Yoshimura is seen as less confrontational than Hashimoto, and more willing to listen. But until the coronavirus, he had been seen as something of a younger imitation of Hashimoto in terms of rhetoric and beliefs, though without the same charisma or political and media skills.

Is Yoshimura a potential future candidate to become prime minister?

Despite current media speculation that he might be interested in the possibility, in a May 10th television interview Yoshimura denied any intention to become prime minister. Media popularity can be fleeting, and Yoshimura’s Nippon Ishin is still a largely Osaka-focused party that votes with the LDP in the Diet on many issues.

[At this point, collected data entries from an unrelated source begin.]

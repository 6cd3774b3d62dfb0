//! `bqwatch render` command implementation.

use anyhow::{Context, Result};
use bqwatch_adapter_gcloud::GcloudClient;
use bqwatch_core::{
    AlertPolicySpec, BqwatchConfig, ChannelSpec, DashboardSpec, MetricSpec, ReconciliationSpec,
    ResourceDescriptor, ResourceHandle, ResourceKind,
};
use clap::ValueEnum;

use super::{ConfigArgs, resolve_project};

#[derive(Debug, Clone, Copy, PartialEq, Eq, ValueEnum)]
pub enum RenderTarget {
    Metric,
    Channel,
    Policy,
    Dashboard,
}

#[derive(Debug, Clone, Copy, PartialEq, Eq, ValueEnum)]
pub enum RenderFormat {
    Json,
    Yaml,
}

pub async fn run(args: &ConfigArgs, target: RenderTarget, format: RenderFormat) -> Result<()> {
    let mut config = args.load()?;
    if config.project().is_err() {
        // Rendering works offline; gcloud is only a fallback for the project id.
        if let Err(e) = resolve_project(&GcloudClient::new(), &mut config).await {
            tracing::warn!(error = %format!("{e:#}"), "Could not read the active gcloud project");
        }
    }

    let payload = build(&config, target)?.to_payload();
    let text = match format {
        RenderFormat::Json => serde_json::to_string_pretty(&payload)?,
        RenderFormat::Yaml => serde_yaml::to_string(&payload)?,
    };
    println!("{}", text.trim_end());
    Ok(())
}

/// What `deploy` would submit for `target`.
///
/// The policy references the channel by a pending handle, since the real
/// one is only known once the channel exists.
pub fn build(config: &BqwatchConfig, target: RenderTarget) -> Result<ReconciliationSpec> {
    let spec = match target {
        RenderTarget::Metric => MetricSpec::from_config(config).into(),
        RenderTarget::Channel => ChannelSpec::from_config(config).into(),
        RenderTarget::Policy => {
            let channel = ResourceDescriptor::new(
                ResourceKind::NotificationChannel,
                &config.channel_display_name,
                config.project()?,
            )?;
            AlertPolicySpec::from_config(
                config,
                config.metric_type(),
                ResourceHandle::pending(&channel),
            )
            .into()
        }
        RenderTarget::Dashboard => DashboardSpec::from_config(config)
            .context("Failed to build dashboard")?
            .into(),
    };
    Ok(spec)
}

#[cfg(test)]
mod tests {
    use super::*;

    fn config() -> BqwatchConfig {
        BqwatchConfig {
            project_id: Some("acme".into()),
            notification_email: "oncall@acme.example".into(),
            ..Default::default()
        }
    }

    #[test]
    fn policy_points_at_pending_channel() {
        let payload = build(&config(), RenderTarget::Policy).unwrap().to_payload();
        assert_eq!(
            payload["notificationChannels"][0],
            "<pending:notification_channel/Email>"
        );
    }

    #[test]
    fn dashboard_has_project_substituted() {
        let payload = build(&config(), RenderTarget::Dashboard).unwrap().to_payload();
        let text = payload.to_string();
        assert!(!text.contains("${PROJECT_ID}"));
        assert!(!text.contains("${METRIC_TYPE}"));
    }

    #[test]
    fn metric_renders_without_project() {
        let config = BqwatchConfig {
            project_id: None,
            ..config()
        };
        let spec = build(&config, RenderTarget::Metric).unwrap();
        assert_eq!(spec.kind(), ResourceKind::Metric);
        assert!(build(&config, RenderTarget::Policy).is_err());
    }
}
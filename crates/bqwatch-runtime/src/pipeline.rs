//! Ordered reconciliation of the four bqwatch resources.
//!
//! metric -> notification channel -> alert policy (needs both) -> dashboard.
//! Steps run strictly one after another; there is no cross-run locking, so
//! two concurrent runs against one project can both create a resource.

use bqwatch_core::{
    AlertPolicySpec, BqwatchConfig, ChannelSpec, ConfigError, DashboardSpec, MetricSpec,
    ReconciliationSpec, ResourceDescriptor, ResourceKind,
};
use tracing::Instrument;

use crate::client::MonitoringClient;
use crate::reconciler::{ReconcileError, ReconcileOutcome, Reconciler};
use crate::report::{DeploymentReport, StepReport, StepStatus};

/// What to do when a step fails.
#[derive(Debug, Clone, Copy, PartialEq, Eq)]
pub struct FailurePolicy {
    /// Stop at the first failing step.
    pub abort_on_error: bool,
    /// Report a dashboard failure without failing the run.
    pub continue_past_dashboard_failure: bool,
}

impl Default for FailurePolicy {
    fn default() -> Self {
        Self {
            abort_on_error: true,
            continue_past_dashboard_failure: false,
        }
    }
}

pub struct Pipeline<C: MonitoringClient> {
    reconciler: Reconciler<C>,
    policy: FailurePolicy,
}

impl<C: MonitoringClient> Pipeline<C> {
    pub fn new(reconciler: Reconciler<C>) -> Self {
        Self {
            reconciler,
            policy: FailurePolicy::default(),
        }
    }

    pub fn with_failure_policy(mut self, policy: FailurePolicy) -> Self {
        self.policy = policy;
        self
    }

    pub fn reconciler(&self) -> &Reconciler<C> {
        &self.reconciler
    }

    /// Validate `config` and reconcile every resource.
    ///
    /// Validation errors are returned before the backend is touched. Step
    /// failures are recorded in the report instead.
    pub async fn run(&self, config: &BqwatchConfig) -> Result<DeploymentReport, ConfigError> {
        config.validate()?;
        let project = config.project()?.to_string();

        let mut report = DeploymentReport::new(&project, self.reconciler.is_dry_run());
        report.tolerate_dashboard_failure = self.policy.continue_past_dashboard_failure;

        let span = tracing::info_span!(
            "deploy",
            run_id = %report.run_id,
            project = %project,
            dry_run = report.dry_run
        );
        self.run_steps(config, &project, &mut report)
            .instrument(span)
            .await?;

        report.finish();
        Ok(report)
    }

    async fn run_steps(
        &self,
        config: &BqwatchConfig,
        project: &str,
        report: &mut DeploymentReport,
    ) -> Result<(), ConfigError> {
        let metric_spec = MetricSpec::from_config(config);
        let metric_type = metric_spec.metric_type();
        let metric = self
            .step(
                report,
                ResourceDescriptor::new(ResourceKind::Metric, &config.metric_name, project)?,
                Ok(metric_spec.into()),
            )
            .await;
        if metric.is_none() && self.policy.abort_on_error {
            return Ok(());
        }

        let channel = self
            .step(
                report,
                ResourceDescriptor::new(
                    ResourceKind::NotificationChannel,
                    &config.channel_display_name,
                    project,
                )?,
                Ok(ChannelSpec::from_config(config).into()),
            )
            .await;
        if channel.is_none() && self.policy.abort_on_error {
            return Ok(());
        }

        let policy_descriptor =
            ResourceDescriptor::new(ResourceKind::AlertPolicy, &config.policy_name, project)?;
        let policy = match (&metric, &channel) {
            (Some(_), Some(channel)) => {
                let spec = AlertPolicySpec::from_config(config, metric_type, channel.handle.clone());
                self.step(report, policy_descriptor, Ok(spec.into())).await
            }
            (metric, _) => {
                let requires = if metric.is_none() {
                    ResourceKind::Metric
                } else {
                    ResourceKind::NotificationChannel
                };
                let err = ReconcileError::UnmetDependency {
                    kind: ResourceKind::AlertPolicy,
                    requires,
                };
                tracing::warn!(kind = %ResourceKind::AlertPolicy, error = %err, "Step not attempted");
                report.push(StepReport {
                    kind: ResourceKind::AlertPolicy,
                    name: policy_descriptor.name,
                    status: StepStatus::Skipped {
                        reason: err.to_string(),
                    },
                });
                None
            }
        };
        if policy.is_none() && self.policy.abort_on_error {
            return Ok(());
        }

        let dashboard_spec = DashboardSpec::from_config(config)
            .map(ReconciliationSpec::from)
            .map_err(|source| ReconcileError::Spec {
                kind: ResourceKind::Dashboard,
                source,
            });
        self.step(
            report,
            ResourceDescriptor::new(
                ResourceKind::Dashboard,
                &config.dashboard.display_name,
                project,
            )?,
            dashboard_spec,
        )
        .await;

        Ok(())
    }

    async fn step(
        &self,
        report: &mut DeploymentReport,
        descriptor: ResourceDescriptor,
        spec: Result<ReconciliationSpec, ReconcileError>,
    ) -> Option<ReconcileOutcome> {
        let result = match spec {
            Ok(spec) => self.reconciler.reconcile(&descriptor, &spec).await,
            Err(err) => Err(err),
        };

        match result {
            Ok(outcome) => {
                report.push(StepReport::done(&outcome));
                Some(outcome)
            }
            Err(err) => {
                tracing::error!(
                    kind = %descriptor.kind,
                    name = %descriptor.name,
                    error = %error_chain(&err),
                    "Step failed"
                );
                report.push(StepReport {
                    kind: descriptor.kind,
                    name: descriptor.name,
                    status: StepStatus::Failed {
                        error: error_chain(&err),
                    },
                });
                None
            }
        }
    }
}

/// `err` and its sources joined with `": "`.
fn error_chain(err: &(dyn std::error::Error + 'static)) -> String {
    let mut message = err.to_string();
    let mut source = err.source();
    while let Some(cause) = source {
        message.push_str(": ");
        message.push_str(&cause.to_string());
        source = cause.source();
    }
    message
}

#[cfg(test)]
mod tests {
    use super::*;
    use crate::client::ClientOp;
    use crate::memory::InMemoryClient;
    use crate::reconciler::ReconcileAction;

    fn config() -> BqwatchConfig {
        BqwatchConfig {
            project_id: Some("acme".into()),
            notification_email: "oncall@acme.example".into(),
            ..Default::default()
        }
    }

    #[tokio::test]
    async fn invalid_config_fails_before_any_call() {
        let client = InMemoryClient::new();
        let pipeline = Pipeline::new(Reconciler::new(client.clone()));
        let config = BqwatchConfig {
            project_id: Some("acme".into()),
            ..Default::default()
        };

        let err = pipeline.run(&config).await.unwrap_err();
        assert!(matches!(err, ConfigError::PlaceholderEmail(_)));
        assert!(client.calls().is_empty());
    }

    #[tokio::test]
    async fn aborts_at_first_failure() {
        let client = InMemoryClient::new();
        client.fail_on(ResourceKind::NotificationChannel, ClientOp::Create, "permission denied");
        let pipeline = Pipeline::new(Reconciler::new(client.clone()));

        let report = pipeline.run(&config()).await.unwrap();

        assert!(!report.is_success());
        assert_eq!(report.steps.len(), 2);
        assert_eq!(report.action(ResourceKind::Metric), Some(ReconcileAction::Created));
        match &report.step(ResourceKind::NotificationChannel).unwrap().status {
            StepStatus::Failed { error } => assert!(error.contains("permission denied"), "{error}"),
            other => panic!("unexpected status {other:?}"),
        }
        assert_eq!(client.count(ResourceKind::AlertPolicy), 0);
        assert_eq!(client.count(ResourceKind::Dashboard), 0);
    }

    #[tokio::test]
    async fn continues_past_failures_when_not_aborting() {
        let client = InMemoryClient::new();
        client.fail_on(ResourceKind::Metric, ClientOp::Find, "unauthenticated");
        let pipeline = Pipeline::new(Reconciler::new(client.clone())).with_failure_policy(
            FailurePolicy {
                abort_on_error: false,
                continue_past_dashboard_failure: false,
            },
        );

        let report = pipeline.run(&config()).await.unwrap();

        assert!(!report.is_success());
        assert_eq!(report.steps.len(), 4);
        assert!(matches!(
            report.step(ResourceKind::AlertPolicy).unwrap().status,
            StepStatus::Skipped { .. }
        ));
        assert_eq!(report.action(ResourceKind::Dashboard), Some(ReconcileAction::Overwritten));
        assert_eq!(client.count(ResourceKind::NotificationChannel), 1);
    }

    #[tokio::test]
    async fn tolerated_dashboard_failure_keeps_run_successful() {
        let client = InMemoryClient::new();
        client.fail_on(ResourceKind::Dashboard, ClientOp::Update, "invalid widget");
        let pipeline = Pipeline::new(Reconciler::new(client.clone())).with_failure_policy(
            FailurePolicy {
                abort_on_error: true,
                continue_past_dashboard_failure: true,
            },
        );

        let report = pipeline.run(&config()).await.unwrap();

        assert!(report.is_success());
        assert!(report.step(ResourceKind::Dashboard).unwrap().is_failure());
        assert_eq!(report.count(ReconcileAction::Created), 3);
    }

    #[tokio::test]
    async fn dashboard_failure_fails_run_by_default() {
        let client = InMemoryClient::new();
        client.fail_on(ResourceKind::Dashboard, ClientOp::Update, "invalid widget");
        let pipeline = Pipeline::new(Reconciler::new(client));

        let report = pipeline.run(&config()).await.unwrap();
        assert!(!report.is_success());
        assert_eq!(report.failures().count(), 1);
    }

    #[tokio::test]
    async fn unreadable_layout_is_a_dashboard_step_failure() {
        let client = InMemoryClient::new();
        let pipeline = Pipeline::new(Reconciler::new(client.clone()));
        let mut config = config();
        config.dashboard.layout_file = Some("/nonexistent/bqwatch/layout.json".into());

        let report = pipeline.run(&config).await.unwrap();

        assert!(!report.is_success());
        assert_eq!(report.count(ReconcileAction::Created), 3);
        assert!(report.step(ResourceKind::Dashboard).unwrap().is_failure());
        assert_eq!(client.calls_for(ClientOp::Update), 0);
    }

    #[test]
    fn error_chain_includes_sources() {
        let err = ReconcileError::Spec {
            kind: ResourceKind::Dashboard,
            source: ConfigError::Invalid("bad".into()),
        };
        assert_eq!(
            error_chain(&err),
            "failed to build dashboard spec: invalid configuration: bad"
        );
    }
}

Appealing to voters outside Osaka by distinguishing itself from the LDP policies has always been a challenge. Being a successful governor with an independent streak and a high media profile does not make it easier to become prime minister, as Hashimoto, former Tokyo Gov. Shintaro Ishihara, and current Tokyo Gov. Koike have learned. All were, or still are, touted as future prime ministers.

Whether Yoshimura has the political skills and luck he needs to sustain and expand his current popularity into the long-term political influence that would give him a realistic shot at the prime minister’s office remains to be seen.